Background
Urinary tract infections (UTIs) represent one of the most common complaints faced by healthcare providers in inpatient and outpatient settings. It is a common indication for antibiotic treatment, but overuse of broad spectrum therapies has selected for antimicrobial resistant pathogens. With this in mind, clinicians send urine specimens to the microbiology laboratory to conduct antibiotic susceptibility testing.
The receipt of definitive data from the microbiology laboratory, however, can take as long as 72 hours to return, and an antibiotic must be chosen in the meantime. This situation is referred to as empiric antibiotic treatment. When selecting an antibiotic therapy, providers must balance between the goal of using narrow spectrum antibiotics, while avoiding inappropriate antibiotic therapy (the selection of an antibiotic to which the patient is resistant).

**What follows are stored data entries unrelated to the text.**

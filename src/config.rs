//! Device resolution config file.
//!
//! ```text
//! # panel size
//! width = 320
//! height = 240
//! ```
//!
//! A single `320x240` line is accepted as well.

use std::path::Path;
use std::string::String;

use crate::geometry::DeviceResolution;

/// Default config file name, looked up in the working directory.
pub const CONFIG_FILE_NAME: &str = "config.txt";

#[derive(Debug, thiserror::Error)]
#[non_exhaustive]
pub enum ConfigError {
    #[error("cannot read config file: {0}")]
    Io(#[from] std::io::Error),

    #[error("line {line}: {message}")]
    Syntax { line: usize, message: String },

    #[error("config sets no {0}")]
    Missing(&'static str),
}

fn syntax(line: usize, message: impl Into<String>) -> ConfigError {
    ConfigError::Syntax {
        line,
        message: message.into(),
    }
}

fn parse_dim(line: usize, value: &str) -> Result<u32, ConfigError> {
    value
        .trim()
        .parse()
        .map_err(|_| syntax(line, std::format!("`{}` is not a pixel count", value.trim())))
}

/// Parse config text.
pub fn parse_device_resolution(text: &str) -> Result<DeviceResolution, ConfigError> {
    let mut width = None;
    let mut height = None;

    for (idx, raw) in text.lines().enumerate() {
        let line = idx + 1;
        let content = raw.split('#').next().unwrap_or_default().trim();
        if content.is_empty() {
            continue;
        }

        if let Some((key, value)) = content.split_once('=') {
            match key.trim().to_ascii_lowercase().as_str() {
                "width" => width = Some(parse_dim(line, value)?),
                "height" => height = Some(parse_dim(line, value)?),
                other => return Err(syntax(line, std::format!("unknown key `{other}`"))),
            }
        } else if let Some((w, h)) = content.split_once(['x', 'X']) {
            width = Some(parse_dim(line, w)?);
            height = Some(parse_dim(line, h)?);
        } else {
            let message = std::format!("expected `key = value` or `WxH`, got `{content}`");
            return Err(syntax(line, message));
        }
    }

    Ok(DeviceResolution {
        width: width.ok_or(ConfigError::Missing("width"))?,
        height: height.ok_or(ConfigError::Missing("height"))?,
    })
}

/// Read and parse a config file.
pub fn load_device_resolution(path: impl AsRef<Path>) -> Result<DeviceResolution, ConfigError> {
    let text = std::fs::read_to_string(path)?;
    parse_device_resolution(&text)
}

#[cfg(test)]
mod tests {
    use super::*;

    #[test]
    fn key_value_lines() {
        let res = parse_device_resolution("# lcd\nwidth = 320\n\nHEIGHT=240 # rows\n").unwrap();
        assert_eq!(res, DeviceResolution::new(320, 240));
    }

    #[test]
    fn compact_form() {
        assert_eq!(
            parse_device_resolution("800x480\n").unwrap(),
            DeviceResolution::new(800, 480)
        );
    }

    #[test]
    fn missing_height() {
        assert!(matches!(
            parse_device_resolution("width=10"),
            Err(ConfigError::Missing("height"))
        ));
    }

    #[test]
    fn bad_number_reports_line() {
        assert!(matches!(
            parse_device_resolution("width=10\nheight=tall"),
            Err(ConfigError::Syntax { line: 2, .. })
        ));
    }

    #[test]
    fn missing_file_is_io_error() {
        let err = load_device_resolution("/nonexistent/bmp2raw/config.txt").unwrap_err();
        match err {
            ConfigError::Io(e) => assert_eq!(e.kind(), std::io::ErrorKind::NotFound),
            other => panic!("unexpected {other:?}"),
        }
    }
}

This dataset is designed to support the development of algorithms to guide empiric treatment decisions in the context of uncomplicated UTIs, helping providers to choose effective antibiotics while avoiding the overuse of broad spectrum therapies.
Because antibiotic susceptibility testing provides a proxy for counterfactual outcomes under different treatments, this dataset supports the development and validation of causal inference and policy learning methods more broadly. To support the study of transfer learning, we also include a broader cohort of more complicated UTIs.